Your task »
Write out again, exactly, the lines below starting at the one with "filename crates/mailtally-imap/src/types/sequence.rs" and ending at the one with "pub fn single(n: u32)".

Dataset entries:
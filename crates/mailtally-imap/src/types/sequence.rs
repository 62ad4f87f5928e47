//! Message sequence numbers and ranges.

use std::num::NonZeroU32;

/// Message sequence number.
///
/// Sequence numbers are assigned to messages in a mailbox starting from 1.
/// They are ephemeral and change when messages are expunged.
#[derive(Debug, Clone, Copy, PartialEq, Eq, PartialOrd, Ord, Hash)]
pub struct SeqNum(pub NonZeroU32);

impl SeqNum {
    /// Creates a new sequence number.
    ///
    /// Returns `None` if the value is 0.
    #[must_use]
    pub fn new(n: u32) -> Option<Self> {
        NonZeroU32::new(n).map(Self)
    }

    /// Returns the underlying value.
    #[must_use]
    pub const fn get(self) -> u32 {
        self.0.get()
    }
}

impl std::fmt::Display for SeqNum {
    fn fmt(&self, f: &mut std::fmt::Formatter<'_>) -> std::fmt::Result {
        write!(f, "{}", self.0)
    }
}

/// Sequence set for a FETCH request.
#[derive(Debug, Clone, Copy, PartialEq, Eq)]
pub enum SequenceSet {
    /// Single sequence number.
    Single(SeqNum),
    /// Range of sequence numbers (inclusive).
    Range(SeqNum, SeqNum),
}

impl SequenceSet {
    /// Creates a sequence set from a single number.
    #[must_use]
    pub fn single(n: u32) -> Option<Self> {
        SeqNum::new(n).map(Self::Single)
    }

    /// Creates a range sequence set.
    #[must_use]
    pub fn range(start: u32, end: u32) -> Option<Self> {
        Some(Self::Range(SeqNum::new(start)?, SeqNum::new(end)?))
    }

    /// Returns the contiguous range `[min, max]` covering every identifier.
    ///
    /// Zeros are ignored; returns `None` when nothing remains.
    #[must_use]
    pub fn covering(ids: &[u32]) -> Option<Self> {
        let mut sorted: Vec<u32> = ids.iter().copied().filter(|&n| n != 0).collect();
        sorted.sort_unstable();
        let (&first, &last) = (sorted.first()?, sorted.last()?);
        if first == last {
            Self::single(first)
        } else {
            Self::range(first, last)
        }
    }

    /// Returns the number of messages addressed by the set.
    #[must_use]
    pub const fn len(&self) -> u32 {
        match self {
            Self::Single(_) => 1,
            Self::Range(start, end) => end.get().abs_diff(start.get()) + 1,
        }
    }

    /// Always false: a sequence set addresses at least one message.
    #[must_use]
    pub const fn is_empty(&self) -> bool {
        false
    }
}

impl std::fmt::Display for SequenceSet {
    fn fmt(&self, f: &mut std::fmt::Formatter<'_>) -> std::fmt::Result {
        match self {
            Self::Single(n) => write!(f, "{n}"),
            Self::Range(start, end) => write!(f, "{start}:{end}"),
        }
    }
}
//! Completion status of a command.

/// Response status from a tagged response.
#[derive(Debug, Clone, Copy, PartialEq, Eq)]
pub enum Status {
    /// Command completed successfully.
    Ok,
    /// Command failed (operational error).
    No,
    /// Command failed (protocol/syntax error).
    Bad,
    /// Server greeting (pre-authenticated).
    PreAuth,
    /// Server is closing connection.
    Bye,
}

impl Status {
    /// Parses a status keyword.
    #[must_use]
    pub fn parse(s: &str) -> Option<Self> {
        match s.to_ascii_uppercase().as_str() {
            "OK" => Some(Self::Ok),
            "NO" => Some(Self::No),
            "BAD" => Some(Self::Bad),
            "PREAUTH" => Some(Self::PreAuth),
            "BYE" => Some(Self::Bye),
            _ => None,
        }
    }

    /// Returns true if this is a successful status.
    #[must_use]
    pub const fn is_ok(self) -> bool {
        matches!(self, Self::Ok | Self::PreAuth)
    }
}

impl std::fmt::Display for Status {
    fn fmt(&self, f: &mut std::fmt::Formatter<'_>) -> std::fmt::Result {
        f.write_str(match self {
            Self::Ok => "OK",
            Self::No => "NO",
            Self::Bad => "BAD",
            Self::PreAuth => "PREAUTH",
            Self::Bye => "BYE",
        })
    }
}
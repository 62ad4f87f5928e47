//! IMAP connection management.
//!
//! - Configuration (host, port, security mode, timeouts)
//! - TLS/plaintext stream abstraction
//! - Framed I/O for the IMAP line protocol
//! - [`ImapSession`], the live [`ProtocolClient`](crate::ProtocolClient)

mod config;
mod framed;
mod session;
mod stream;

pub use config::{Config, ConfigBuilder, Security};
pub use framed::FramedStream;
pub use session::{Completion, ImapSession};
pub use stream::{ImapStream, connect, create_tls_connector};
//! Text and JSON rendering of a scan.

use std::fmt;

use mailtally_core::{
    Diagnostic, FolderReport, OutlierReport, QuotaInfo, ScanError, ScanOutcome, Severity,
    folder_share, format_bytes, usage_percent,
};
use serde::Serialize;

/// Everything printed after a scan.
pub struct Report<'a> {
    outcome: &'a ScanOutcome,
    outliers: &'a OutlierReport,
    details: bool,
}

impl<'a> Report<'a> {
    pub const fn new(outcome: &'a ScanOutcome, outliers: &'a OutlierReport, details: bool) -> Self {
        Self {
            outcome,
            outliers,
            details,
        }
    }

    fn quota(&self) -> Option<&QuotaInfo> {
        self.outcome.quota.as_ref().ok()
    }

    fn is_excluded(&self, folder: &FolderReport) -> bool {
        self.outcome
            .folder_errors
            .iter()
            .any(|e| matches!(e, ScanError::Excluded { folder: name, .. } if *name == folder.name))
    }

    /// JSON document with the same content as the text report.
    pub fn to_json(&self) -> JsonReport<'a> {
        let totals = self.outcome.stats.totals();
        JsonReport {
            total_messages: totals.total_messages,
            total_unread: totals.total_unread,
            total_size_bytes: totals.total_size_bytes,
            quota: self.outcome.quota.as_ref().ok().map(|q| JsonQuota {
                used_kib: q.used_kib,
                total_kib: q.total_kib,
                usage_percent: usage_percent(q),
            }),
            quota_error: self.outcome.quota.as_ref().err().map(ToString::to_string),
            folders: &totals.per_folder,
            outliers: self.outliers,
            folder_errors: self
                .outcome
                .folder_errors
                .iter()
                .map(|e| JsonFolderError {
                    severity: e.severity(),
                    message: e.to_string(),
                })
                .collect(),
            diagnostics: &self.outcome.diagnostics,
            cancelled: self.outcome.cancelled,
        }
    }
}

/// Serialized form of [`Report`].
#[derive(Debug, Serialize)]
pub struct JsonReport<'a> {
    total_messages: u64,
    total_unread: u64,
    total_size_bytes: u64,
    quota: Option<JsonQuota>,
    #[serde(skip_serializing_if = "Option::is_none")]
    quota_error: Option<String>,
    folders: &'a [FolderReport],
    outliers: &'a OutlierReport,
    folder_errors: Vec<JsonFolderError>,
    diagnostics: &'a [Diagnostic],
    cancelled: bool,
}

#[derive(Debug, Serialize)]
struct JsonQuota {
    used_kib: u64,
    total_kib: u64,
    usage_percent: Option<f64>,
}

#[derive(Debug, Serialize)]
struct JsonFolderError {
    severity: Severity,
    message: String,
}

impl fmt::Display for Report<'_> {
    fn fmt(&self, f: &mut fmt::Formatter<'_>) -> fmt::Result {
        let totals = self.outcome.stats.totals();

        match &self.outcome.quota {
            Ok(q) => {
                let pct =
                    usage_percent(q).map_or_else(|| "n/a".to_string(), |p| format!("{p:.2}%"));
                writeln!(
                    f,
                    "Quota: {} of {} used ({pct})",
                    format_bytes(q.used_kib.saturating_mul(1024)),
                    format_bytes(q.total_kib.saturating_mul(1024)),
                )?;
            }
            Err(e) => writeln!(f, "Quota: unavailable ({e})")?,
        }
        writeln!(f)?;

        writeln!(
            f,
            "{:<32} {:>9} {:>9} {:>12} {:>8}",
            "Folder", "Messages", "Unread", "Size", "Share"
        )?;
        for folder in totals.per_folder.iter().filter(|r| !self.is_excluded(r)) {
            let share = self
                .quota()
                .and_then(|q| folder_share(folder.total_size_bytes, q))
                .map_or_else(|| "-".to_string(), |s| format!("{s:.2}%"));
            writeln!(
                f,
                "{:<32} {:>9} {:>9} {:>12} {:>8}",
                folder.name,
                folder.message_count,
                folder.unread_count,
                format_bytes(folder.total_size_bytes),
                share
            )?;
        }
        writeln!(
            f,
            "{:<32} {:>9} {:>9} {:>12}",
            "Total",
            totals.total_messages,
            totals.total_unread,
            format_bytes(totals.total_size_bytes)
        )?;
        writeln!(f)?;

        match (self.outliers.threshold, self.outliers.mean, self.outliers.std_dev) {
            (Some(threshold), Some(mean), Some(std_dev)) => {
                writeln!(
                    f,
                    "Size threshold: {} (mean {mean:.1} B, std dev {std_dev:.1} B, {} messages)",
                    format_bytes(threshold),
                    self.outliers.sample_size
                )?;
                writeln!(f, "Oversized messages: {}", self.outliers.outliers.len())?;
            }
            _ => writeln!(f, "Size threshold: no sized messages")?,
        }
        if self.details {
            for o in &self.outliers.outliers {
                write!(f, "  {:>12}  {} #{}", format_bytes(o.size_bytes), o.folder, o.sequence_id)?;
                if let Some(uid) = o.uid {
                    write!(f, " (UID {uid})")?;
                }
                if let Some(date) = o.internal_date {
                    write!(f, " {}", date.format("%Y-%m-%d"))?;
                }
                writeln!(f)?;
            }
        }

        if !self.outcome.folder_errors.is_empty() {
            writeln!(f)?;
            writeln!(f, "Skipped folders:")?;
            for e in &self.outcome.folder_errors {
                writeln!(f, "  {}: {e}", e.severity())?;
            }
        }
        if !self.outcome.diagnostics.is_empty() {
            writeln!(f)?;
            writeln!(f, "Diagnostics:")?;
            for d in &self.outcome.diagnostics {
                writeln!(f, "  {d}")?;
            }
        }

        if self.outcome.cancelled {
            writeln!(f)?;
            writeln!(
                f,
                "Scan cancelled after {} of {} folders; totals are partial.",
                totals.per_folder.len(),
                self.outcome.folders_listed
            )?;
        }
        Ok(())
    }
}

...

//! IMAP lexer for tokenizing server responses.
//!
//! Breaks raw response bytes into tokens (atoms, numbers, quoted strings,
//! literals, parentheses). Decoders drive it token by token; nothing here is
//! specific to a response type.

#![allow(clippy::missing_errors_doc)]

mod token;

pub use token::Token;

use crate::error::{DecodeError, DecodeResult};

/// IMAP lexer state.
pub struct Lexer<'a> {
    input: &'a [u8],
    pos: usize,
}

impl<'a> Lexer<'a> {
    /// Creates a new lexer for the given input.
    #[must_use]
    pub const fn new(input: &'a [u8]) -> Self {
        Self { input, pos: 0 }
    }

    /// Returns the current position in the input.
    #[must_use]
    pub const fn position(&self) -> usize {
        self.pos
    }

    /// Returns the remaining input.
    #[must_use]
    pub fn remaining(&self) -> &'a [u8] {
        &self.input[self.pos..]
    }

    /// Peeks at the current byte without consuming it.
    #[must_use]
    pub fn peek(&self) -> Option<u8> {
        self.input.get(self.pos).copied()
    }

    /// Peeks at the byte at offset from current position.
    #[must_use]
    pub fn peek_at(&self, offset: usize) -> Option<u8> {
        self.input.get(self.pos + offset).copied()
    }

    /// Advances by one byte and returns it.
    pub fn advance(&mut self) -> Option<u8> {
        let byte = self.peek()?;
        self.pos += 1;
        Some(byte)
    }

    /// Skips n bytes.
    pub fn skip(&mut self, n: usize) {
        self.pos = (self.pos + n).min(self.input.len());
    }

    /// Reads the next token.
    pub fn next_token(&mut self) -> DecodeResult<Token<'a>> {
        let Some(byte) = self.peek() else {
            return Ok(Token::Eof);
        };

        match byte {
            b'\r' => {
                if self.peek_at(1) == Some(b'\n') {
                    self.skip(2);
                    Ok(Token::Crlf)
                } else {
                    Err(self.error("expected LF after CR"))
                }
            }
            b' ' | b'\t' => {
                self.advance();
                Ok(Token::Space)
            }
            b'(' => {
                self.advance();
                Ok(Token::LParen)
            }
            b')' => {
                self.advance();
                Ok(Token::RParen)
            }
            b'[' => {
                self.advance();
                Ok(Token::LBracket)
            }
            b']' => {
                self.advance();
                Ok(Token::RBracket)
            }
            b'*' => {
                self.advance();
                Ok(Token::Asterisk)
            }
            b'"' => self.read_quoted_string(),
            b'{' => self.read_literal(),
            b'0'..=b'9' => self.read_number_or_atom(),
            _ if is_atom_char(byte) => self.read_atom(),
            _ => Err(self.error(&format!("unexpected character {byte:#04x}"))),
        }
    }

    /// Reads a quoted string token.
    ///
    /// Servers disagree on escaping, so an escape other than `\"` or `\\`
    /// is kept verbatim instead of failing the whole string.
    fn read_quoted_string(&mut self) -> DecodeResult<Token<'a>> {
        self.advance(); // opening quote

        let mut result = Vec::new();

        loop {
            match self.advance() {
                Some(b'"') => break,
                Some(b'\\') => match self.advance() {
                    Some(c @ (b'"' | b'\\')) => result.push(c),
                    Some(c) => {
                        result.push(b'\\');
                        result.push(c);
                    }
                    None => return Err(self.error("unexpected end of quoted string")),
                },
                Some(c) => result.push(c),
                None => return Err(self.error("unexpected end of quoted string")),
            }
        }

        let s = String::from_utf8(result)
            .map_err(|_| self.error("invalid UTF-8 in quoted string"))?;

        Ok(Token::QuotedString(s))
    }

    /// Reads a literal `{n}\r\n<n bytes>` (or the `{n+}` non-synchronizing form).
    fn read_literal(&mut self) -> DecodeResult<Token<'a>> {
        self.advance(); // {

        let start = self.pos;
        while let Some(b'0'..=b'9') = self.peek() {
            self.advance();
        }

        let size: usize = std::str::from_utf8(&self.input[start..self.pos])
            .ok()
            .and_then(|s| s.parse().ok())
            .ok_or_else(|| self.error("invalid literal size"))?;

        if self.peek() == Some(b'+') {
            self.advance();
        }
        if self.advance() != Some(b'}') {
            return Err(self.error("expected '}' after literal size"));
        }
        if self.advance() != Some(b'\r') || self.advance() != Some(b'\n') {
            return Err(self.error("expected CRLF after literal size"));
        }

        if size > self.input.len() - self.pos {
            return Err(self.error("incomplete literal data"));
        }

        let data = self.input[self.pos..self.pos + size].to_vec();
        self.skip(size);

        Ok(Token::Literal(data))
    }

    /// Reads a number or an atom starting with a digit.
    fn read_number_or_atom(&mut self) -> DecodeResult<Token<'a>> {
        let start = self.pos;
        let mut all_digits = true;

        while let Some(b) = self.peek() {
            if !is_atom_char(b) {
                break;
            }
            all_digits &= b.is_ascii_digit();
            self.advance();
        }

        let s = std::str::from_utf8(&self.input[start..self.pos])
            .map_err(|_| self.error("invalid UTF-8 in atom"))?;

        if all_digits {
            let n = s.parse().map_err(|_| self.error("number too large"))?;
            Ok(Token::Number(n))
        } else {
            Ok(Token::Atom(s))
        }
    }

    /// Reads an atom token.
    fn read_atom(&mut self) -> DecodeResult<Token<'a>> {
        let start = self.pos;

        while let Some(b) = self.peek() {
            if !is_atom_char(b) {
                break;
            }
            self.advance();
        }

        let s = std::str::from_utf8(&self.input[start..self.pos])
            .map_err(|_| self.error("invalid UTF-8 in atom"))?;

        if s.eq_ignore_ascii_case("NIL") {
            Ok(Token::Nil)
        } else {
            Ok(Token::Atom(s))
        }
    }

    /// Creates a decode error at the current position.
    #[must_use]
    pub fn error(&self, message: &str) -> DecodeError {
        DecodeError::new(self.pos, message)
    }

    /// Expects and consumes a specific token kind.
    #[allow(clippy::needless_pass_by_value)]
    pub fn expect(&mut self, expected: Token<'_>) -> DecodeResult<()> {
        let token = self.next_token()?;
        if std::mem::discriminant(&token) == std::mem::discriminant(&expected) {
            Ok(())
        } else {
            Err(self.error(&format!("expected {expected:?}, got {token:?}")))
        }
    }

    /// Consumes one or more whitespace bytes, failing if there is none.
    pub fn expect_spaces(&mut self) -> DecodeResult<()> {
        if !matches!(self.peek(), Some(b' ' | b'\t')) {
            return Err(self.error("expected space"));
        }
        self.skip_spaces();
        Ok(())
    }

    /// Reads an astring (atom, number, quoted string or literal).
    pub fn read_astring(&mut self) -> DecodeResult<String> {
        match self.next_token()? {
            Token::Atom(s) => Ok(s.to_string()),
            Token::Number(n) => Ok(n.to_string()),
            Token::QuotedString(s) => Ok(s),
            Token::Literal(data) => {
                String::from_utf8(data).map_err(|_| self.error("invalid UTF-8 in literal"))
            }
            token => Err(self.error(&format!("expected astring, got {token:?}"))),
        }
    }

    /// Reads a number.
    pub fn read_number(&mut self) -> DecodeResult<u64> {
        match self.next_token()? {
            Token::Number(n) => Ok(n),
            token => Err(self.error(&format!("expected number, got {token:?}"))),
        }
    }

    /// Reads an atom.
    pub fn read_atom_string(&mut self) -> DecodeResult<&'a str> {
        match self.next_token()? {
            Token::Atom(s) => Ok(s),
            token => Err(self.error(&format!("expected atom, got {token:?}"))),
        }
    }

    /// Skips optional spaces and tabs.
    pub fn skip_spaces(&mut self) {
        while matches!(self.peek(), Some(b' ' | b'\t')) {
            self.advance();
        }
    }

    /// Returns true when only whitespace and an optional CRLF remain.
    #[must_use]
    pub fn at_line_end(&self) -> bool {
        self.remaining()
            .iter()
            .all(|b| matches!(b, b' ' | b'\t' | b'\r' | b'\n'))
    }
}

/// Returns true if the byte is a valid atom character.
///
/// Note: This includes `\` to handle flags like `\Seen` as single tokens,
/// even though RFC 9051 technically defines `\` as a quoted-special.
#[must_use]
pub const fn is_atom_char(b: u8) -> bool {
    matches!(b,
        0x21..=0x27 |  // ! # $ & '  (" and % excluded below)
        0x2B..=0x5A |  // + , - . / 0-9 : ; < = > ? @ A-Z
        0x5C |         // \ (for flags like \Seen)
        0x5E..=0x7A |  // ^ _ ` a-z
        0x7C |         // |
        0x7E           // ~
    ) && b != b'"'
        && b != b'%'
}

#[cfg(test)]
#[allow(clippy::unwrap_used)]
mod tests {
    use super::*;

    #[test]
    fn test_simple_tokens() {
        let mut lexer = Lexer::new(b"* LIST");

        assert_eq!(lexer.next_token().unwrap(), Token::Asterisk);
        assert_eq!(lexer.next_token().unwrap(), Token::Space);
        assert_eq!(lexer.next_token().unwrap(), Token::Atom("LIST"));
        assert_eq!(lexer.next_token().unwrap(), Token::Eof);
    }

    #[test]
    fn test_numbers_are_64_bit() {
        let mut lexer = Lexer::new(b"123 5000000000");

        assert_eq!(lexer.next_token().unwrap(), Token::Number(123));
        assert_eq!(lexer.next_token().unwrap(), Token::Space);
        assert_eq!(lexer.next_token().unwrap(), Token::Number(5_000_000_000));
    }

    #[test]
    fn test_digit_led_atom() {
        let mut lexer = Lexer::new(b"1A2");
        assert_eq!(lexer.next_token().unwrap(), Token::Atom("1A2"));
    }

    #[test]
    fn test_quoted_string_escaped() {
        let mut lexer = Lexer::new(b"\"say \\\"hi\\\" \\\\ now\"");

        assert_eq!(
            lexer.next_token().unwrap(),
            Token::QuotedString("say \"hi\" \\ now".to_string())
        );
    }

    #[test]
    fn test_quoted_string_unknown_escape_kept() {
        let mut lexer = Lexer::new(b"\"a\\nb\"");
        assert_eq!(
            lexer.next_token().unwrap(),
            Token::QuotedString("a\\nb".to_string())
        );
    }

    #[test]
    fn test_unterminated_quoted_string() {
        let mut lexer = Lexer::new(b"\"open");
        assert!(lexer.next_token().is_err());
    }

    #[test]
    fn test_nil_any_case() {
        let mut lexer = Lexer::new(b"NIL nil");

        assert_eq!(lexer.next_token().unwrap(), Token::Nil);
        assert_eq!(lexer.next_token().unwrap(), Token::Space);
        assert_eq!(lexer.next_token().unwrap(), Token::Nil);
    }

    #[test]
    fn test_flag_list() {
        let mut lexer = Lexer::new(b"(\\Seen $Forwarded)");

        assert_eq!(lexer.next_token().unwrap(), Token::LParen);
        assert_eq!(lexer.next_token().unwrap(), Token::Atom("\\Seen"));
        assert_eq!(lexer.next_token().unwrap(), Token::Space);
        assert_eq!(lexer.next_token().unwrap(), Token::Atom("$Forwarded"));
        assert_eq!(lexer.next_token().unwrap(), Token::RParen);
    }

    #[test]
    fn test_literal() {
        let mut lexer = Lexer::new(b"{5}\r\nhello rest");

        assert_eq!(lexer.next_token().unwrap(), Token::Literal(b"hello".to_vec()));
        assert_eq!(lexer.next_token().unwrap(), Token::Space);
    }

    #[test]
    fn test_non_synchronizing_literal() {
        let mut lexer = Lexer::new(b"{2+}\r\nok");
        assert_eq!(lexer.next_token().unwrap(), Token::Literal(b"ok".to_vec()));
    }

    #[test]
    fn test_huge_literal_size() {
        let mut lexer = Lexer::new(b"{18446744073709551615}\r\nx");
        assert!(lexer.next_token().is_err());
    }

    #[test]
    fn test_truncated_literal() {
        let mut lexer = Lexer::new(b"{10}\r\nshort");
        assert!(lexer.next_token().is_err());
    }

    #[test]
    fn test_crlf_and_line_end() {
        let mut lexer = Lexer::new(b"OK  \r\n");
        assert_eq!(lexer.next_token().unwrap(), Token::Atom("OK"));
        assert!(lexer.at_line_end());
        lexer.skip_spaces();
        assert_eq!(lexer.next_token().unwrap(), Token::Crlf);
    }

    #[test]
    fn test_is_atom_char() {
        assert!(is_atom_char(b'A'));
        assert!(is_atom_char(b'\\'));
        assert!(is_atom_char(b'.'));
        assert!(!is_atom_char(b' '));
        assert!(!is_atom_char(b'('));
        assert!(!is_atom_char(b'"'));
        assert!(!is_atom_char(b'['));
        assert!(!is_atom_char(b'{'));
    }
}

Response for this exercise »
filename crates/mailtally-imap/src/types/sequence.rs
repository 62ad4f87f5928e47
//! Message sequence numbers and ranges.

use std::num::NonZeroU32;

/// Message sequence number.
///
/// Sequence numbers are assigned to messages in a mailbox starting from 1.
/// They are ephemeral and change when messages are expunged.
#[derive(Debug, Clone, Copy, PartialEq, Eq, PartialOrd, Ord, Hash)]
pub struct SeqNum(pub NonZeroU32);

impl SeqNum {
    /// Creates a new sequence number.
    ///
    /// Returns `None` if the value is 0.
    #[must_use]
    pub fn new(n: u32) -> Option<Self> {
        NonZeroU32::new(n).map(Self)
    }

    /// Returns the underlying value.
    #[must_use]
    pub const fn get(self) -> u32 {
        self.0.get()
    }
}

impl std::fmt::Display for SeqNum {
    fn fmt(&self, f: &mut std::fmt::Formatter<'_>) -> std::fmt::Result {
        write!(f, "{}", self.0)
    }
}

/// Sequence set for a FETCH request.
#[derive(Debug, Clone, Copy, PartialEq, Eq)]
pub enum SequenceSet {
    /// Single sequence number.
    Single(SeqNum),
    /// Range of sequence numbers (inclusive).
    Range(SeqNum, SeqNum),
}

impl SequenceSet {
    /// Creates a sequence set from a single number.
    #[must_use]
    pub fn single(n: u32) -> Option<Self> {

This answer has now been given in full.